Give again, unaltered, the lines of the listing below that run from the line having "Donation relay client." through the line having "a rejected request.".

══ DATA RECORDS

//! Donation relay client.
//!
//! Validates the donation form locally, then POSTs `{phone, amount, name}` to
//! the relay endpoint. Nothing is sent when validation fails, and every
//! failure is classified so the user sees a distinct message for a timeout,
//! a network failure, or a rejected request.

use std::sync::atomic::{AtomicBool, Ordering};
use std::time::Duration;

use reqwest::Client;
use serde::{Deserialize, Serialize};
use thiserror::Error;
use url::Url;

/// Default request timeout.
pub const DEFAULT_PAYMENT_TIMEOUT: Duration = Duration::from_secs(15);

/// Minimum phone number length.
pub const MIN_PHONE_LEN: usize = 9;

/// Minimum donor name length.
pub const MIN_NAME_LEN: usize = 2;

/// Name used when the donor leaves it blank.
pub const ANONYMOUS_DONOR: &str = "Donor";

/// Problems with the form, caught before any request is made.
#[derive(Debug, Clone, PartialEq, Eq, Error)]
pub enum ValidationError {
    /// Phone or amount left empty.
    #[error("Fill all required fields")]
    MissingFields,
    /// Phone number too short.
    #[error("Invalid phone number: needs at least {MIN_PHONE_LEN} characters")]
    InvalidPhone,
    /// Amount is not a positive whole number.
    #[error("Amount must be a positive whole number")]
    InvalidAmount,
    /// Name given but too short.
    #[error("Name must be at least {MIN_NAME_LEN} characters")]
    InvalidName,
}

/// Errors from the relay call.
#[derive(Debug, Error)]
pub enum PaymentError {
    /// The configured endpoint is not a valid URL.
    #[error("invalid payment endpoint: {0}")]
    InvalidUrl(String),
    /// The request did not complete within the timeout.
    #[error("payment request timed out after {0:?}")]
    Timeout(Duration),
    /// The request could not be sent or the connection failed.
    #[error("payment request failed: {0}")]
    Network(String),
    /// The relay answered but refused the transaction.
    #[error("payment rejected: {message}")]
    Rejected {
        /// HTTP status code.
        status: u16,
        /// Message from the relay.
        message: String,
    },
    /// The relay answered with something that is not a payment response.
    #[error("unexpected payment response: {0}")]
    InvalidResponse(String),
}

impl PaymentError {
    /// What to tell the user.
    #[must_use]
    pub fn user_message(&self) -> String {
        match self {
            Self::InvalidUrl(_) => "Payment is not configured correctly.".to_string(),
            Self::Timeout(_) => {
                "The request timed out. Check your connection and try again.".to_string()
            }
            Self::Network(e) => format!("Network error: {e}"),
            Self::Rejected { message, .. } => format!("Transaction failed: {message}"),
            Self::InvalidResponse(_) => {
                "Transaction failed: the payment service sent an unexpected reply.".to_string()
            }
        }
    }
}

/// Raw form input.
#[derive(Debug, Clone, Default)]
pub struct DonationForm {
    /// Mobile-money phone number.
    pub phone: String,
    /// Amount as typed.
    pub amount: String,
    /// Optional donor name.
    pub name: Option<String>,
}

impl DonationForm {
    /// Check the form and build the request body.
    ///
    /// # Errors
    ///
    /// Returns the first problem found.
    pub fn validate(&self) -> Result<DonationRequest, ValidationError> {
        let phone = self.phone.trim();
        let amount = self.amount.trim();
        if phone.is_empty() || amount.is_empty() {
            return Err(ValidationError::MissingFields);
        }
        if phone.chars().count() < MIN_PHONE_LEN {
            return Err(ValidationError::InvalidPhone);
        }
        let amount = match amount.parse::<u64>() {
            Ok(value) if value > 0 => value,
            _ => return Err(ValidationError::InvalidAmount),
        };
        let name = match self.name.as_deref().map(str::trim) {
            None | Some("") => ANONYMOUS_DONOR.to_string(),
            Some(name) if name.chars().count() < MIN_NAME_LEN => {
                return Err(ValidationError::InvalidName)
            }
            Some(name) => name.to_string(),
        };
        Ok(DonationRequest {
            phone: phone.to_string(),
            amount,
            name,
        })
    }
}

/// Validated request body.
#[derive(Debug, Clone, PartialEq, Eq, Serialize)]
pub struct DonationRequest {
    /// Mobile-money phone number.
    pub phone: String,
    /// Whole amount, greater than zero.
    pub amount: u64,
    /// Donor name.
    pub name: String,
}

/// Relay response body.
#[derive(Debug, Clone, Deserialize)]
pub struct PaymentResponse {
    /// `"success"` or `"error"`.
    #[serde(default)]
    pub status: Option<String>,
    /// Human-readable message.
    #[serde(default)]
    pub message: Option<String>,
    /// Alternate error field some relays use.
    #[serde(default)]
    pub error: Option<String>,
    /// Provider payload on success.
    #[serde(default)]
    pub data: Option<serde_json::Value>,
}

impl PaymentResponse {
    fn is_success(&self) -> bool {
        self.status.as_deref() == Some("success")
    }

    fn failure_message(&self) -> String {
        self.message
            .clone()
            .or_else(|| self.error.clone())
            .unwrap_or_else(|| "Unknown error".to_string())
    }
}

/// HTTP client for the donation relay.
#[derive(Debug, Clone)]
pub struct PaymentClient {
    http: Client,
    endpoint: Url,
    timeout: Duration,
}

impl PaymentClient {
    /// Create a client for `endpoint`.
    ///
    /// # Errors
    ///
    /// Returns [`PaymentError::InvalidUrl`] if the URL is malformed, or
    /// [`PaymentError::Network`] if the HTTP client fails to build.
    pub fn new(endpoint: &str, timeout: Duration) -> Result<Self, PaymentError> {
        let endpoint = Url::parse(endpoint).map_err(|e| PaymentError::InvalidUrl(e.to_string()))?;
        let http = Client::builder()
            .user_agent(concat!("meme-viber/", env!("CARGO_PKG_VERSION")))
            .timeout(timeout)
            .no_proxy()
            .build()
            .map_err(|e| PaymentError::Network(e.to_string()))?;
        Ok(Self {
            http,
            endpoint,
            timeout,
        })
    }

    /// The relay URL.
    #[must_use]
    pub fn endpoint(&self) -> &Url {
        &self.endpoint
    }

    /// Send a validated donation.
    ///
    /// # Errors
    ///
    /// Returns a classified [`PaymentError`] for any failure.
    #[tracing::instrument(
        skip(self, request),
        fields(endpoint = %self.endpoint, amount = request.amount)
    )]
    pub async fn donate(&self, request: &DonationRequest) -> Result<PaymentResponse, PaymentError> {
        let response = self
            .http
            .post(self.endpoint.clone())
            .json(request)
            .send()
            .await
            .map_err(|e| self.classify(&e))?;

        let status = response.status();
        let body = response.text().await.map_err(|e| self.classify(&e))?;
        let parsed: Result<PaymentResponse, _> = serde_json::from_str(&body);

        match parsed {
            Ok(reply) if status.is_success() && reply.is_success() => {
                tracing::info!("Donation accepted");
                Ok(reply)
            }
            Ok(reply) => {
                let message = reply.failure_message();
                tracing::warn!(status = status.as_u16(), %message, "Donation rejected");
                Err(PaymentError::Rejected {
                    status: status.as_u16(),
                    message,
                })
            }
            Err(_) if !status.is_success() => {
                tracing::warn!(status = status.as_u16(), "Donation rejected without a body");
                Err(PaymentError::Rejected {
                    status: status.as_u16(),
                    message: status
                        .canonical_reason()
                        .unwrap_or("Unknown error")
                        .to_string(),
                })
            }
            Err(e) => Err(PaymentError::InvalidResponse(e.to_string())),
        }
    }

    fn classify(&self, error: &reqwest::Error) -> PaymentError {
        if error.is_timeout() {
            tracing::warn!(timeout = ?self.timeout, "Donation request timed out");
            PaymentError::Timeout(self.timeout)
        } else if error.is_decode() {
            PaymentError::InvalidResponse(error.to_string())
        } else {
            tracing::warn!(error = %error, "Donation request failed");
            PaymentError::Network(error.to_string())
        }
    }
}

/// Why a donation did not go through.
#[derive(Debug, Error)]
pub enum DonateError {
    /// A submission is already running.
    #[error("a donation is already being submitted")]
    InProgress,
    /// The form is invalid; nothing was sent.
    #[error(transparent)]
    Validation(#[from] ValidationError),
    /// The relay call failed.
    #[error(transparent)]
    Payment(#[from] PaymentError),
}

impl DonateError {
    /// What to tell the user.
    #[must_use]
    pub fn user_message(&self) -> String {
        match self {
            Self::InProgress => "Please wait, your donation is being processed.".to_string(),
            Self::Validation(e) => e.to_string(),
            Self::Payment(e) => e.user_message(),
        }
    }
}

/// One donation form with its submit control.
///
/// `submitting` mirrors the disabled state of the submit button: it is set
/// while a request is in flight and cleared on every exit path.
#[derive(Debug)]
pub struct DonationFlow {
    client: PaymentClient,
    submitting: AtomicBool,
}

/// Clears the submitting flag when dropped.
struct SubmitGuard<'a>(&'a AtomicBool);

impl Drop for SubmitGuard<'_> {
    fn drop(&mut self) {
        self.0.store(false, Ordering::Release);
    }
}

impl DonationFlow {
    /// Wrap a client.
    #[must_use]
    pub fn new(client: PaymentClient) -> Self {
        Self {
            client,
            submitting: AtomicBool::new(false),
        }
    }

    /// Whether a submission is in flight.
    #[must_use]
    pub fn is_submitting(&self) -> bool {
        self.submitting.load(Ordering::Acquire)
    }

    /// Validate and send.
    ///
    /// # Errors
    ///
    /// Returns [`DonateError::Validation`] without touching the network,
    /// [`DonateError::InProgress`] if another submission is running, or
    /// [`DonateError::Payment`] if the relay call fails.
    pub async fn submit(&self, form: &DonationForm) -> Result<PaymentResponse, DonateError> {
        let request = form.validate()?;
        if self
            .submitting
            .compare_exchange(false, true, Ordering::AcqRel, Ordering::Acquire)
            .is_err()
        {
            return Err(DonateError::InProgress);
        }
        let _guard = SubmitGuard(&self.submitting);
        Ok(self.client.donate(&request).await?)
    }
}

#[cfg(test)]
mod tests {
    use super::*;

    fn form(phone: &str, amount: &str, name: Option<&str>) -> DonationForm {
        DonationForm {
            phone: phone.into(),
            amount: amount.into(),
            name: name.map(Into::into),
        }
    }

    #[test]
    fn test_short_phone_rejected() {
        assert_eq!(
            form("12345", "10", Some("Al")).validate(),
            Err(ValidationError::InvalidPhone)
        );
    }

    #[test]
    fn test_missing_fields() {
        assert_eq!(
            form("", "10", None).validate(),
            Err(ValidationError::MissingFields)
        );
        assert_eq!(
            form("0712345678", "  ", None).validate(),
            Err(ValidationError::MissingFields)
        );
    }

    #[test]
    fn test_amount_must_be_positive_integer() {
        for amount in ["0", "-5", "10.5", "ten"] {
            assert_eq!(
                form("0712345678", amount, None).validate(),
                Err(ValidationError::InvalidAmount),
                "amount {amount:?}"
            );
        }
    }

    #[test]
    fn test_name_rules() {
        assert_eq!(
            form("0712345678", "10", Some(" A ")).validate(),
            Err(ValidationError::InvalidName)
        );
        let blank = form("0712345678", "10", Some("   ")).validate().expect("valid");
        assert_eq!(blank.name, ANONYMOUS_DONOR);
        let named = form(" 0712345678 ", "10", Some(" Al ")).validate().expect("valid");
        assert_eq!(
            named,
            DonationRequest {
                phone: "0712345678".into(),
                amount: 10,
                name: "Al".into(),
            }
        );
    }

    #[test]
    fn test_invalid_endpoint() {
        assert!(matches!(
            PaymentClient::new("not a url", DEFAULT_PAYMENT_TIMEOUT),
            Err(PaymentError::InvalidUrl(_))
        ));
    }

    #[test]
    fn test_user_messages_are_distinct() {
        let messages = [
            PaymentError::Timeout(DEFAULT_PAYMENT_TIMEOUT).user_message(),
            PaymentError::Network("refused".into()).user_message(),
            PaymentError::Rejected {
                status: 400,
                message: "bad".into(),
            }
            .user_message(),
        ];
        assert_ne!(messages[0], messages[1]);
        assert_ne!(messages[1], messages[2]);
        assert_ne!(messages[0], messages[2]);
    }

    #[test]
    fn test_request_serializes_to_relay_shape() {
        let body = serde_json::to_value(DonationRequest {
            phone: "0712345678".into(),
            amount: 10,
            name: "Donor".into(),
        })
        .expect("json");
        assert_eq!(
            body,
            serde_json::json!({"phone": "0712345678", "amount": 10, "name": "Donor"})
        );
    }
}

════
══ DATA RECORDS

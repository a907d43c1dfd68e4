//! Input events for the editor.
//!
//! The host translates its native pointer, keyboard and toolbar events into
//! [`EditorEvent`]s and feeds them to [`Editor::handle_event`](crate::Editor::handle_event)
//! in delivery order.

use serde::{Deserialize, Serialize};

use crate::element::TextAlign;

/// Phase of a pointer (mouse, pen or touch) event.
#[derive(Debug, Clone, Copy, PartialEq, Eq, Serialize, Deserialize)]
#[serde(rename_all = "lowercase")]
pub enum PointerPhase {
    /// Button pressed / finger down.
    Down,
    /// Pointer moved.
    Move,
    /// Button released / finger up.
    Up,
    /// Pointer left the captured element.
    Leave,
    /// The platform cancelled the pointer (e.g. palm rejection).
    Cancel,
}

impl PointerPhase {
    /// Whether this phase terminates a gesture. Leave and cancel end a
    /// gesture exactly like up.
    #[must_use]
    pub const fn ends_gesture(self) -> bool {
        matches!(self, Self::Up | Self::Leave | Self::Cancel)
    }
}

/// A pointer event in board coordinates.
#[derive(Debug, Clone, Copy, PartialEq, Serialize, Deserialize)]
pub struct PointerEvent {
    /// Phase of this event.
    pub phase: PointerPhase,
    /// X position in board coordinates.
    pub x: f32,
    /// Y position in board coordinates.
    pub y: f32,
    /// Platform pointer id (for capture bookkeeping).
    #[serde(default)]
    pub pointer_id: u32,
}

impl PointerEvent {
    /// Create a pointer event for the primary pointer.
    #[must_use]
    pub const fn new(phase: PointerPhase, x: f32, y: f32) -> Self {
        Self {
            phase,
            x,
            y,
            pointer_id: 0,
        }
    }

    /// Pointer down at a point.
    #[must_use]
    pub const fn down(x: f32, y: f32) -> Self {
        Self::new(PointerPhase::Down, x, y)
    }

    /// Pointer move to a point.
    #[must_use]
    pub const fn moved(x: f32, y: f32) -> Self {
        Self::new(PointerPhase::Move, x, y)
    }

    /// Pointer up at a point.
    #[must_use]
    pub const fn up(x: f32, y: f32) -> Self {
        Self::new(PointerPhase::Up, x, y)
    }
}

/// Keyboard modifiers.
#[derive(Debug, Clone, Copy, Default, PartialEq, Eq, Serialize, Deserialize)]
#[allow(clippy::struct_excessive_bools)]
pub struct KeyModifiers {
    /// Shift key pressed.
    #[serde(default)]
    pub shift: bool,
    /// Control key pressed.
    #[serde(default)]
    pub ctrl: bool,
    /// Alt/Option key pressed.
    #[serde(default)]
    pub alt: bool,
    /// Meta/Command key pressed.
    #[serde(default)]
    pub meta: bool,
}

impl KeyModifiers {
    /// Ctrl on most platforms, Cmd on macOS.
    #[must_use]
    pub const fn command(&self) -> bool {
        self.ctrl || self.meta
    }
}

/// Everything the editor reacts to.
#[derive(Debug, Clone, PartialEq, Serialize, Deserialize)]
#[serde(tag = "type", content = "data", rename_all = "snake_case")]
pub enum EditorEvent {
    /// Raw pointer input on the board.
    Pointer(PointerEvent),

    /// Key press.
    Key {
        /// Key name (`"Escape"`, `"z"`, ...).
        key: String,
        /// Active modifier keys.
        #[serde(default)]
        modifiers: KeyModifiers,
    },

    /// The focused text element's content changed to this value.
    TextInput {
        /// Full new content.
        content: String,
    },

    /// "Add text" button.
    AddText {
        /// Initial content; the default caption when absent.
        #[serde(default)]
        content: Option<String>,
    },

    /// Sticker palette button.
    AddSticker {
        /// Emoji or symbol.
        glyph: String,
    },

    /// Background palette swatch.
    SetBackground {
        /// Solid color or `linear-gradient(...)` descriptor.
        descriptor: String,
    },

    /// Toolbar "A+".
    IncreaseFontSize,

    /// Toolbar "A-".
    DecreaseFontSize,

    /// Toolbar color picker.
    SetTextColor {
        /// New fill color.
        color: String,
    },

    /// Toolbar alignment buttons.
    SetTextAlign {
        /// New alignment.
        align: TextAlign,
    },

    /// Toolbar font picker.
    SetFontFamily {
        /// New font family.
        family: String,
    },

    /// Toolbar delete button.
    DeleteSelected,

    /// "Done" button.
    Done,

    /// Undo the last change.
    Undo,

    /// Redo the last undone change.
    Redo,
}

════
══ DATA RECORDS

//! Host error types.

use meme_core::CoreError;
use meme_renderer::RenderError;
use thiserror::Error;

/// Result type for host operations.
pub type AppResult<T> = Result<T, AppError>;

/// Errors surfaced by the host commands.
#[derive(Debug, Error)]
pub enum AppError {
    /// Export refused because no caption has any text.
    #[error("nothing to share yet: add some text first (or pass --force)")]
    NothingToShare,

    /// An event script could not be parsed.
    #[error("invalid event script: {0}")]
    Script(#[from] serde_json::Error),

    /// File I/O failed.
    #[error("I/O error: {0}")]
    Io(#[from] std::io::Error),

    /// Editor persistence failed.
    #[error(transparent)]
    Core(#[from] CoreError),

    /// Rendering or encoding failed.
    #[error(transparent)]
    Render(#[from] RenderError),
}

════

• TASK SOLUTION:
//! Donation relay client.
//!
//! Validates the donation form locally, then POSTs `{phone, amount, name}` to
//! the relay endpoint. Nothing is sent when validation fails, and every
//! failure is classified so the user sees a distinct message for a timeout,
//! a network failure, or a rejected request.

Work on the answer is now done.